§ **Record extracts**:
<<<<
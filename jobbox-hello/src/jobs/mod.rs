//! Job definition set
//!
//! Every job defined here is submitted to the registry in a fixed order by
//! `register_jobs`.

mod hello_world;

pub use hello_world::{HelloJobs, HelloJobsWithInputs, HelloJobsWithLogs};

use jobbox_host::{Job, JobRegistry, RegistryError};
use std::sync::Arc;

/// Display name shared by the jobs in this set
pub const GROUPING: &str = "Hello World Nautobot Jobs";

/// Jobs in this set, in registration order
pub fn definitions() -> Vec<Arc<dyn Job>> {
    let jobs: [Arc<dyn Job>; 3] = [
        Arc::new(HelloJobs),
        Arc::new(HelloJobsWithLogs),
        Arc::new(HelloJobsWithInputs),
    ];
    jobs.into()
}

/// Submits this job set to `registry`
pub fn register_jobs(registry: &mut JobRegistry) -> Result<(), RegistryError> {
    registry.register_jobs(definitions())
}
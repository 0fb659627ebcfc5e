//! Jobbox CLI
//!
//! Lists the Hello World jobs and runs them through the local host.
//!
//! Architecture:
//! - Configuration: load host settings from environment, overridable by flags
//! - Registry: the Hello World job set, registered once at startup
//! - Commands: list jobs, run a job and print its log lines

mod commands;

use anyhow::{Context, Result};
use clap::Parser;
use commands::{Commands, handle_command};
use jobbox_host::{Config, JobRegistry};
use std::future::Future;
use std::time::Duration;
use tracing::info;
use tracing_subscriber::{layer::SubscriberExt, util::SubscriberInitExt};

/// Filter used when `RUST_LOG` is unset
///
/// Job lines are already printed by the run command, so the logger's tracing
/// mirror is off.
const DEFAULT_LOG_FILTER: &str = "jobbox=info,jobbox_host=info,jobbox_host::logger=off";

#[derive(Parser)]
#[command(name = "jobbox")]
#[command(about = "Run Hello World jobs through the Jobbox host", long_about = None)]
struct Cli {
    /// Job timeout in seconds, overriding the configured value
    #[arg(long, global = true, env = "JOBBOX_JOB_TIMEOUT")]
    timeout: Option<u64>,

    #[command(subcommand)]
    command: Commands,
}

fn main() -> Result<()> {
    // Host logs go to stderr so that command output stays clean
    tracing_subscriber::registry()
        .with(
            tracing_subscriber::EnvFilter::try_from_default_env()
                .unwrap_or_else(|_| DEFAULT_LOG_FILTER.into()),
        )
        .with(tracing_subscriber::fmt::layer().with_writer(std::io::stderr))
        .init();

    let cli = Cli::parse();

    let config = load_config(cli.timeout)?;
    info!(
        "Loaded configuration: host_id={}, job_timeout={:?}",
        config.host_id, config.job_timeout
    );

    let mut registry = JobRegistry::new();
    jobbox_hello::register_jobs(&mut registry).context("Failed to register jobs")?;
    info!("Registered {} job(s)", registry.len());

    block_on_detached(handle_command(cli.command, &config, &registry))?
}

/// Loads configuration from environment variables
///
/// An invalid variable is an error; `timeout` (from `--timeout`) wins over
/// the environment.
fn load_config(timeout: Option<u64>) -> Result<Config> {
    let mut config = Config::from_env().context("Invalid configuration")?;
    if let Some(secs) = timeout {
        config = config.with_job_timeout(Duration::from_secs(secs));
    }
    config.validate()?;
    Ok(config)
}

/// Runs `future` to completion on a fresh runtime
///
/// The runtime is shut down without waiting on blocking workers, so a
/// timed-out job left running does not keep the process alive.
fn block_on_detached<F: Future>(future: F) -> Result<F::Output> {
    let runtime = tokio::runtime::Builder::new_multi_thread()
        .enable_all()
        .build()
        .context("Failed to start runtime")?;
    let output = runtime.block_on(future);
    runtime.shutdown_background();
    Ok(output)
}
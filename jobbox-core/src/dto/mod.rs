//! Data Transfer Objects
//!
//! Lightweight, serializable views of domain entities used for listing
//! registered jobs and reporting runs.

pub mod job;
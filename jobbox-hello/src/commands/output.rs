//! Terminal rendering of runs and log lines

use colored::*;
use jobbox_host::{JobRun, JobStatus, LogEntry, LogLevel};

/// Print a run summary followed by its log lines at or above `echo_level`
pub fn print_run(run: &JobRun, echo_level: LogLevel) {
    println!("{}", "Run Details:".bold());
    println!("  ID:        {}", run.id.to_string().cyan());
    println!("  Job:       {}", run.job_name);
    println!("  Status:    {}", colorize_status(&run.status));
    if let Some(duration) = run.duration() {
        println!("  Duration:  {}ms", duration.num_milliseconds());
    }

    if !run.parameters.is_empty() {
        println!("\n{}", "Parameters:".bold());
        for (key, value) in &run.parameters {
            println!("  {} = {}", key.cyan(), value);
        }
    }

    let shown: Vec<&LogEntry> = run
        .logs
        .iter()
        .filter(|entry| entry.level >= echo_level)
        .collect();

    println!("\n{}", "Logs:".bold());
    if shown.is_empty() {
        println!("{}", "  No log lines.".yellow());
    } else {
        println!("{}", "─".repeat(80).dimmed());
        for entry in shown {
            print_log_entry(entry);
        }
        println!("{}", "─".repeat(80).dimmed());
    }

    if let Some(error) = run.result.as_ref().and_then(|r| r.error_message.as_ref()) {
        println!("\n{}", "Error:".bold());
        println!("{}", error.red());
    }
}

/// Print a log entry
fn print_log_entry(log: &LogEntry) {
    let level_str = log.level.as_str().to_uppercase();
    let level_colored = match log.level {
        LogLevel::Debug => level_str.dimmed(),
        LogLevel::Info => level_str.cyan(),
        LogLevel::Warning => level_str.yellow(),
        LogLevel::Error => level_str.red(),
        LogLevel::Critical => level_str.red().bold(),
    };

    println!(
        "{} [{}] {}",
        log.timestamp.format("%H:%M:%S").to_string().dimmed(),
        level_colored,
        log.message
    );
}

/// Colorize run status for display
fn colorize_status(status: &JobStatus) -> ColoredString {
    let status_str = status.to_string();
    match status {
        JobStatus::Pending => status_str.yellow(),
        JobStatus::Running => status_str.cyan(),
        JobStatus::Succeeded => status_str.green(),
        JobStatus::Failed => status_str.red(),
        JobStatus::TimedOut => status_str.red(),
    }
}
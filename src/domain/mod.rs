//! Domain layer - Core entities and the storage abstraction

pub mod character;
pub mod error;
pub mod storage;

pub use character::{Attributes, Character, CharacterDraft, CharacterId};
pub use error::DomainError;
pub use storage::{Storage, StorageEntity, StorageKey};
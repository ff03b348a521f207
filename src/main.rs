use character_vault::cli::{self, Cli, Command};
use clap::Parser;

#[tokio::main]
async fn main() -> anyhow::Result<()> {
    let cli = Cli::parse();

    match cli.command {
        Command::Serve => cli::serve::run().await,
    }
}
>>>>
§ **Instructions to follow**:
Reply with only the number of lines in the entries that contain the word "const".

§ **The completed task**:
2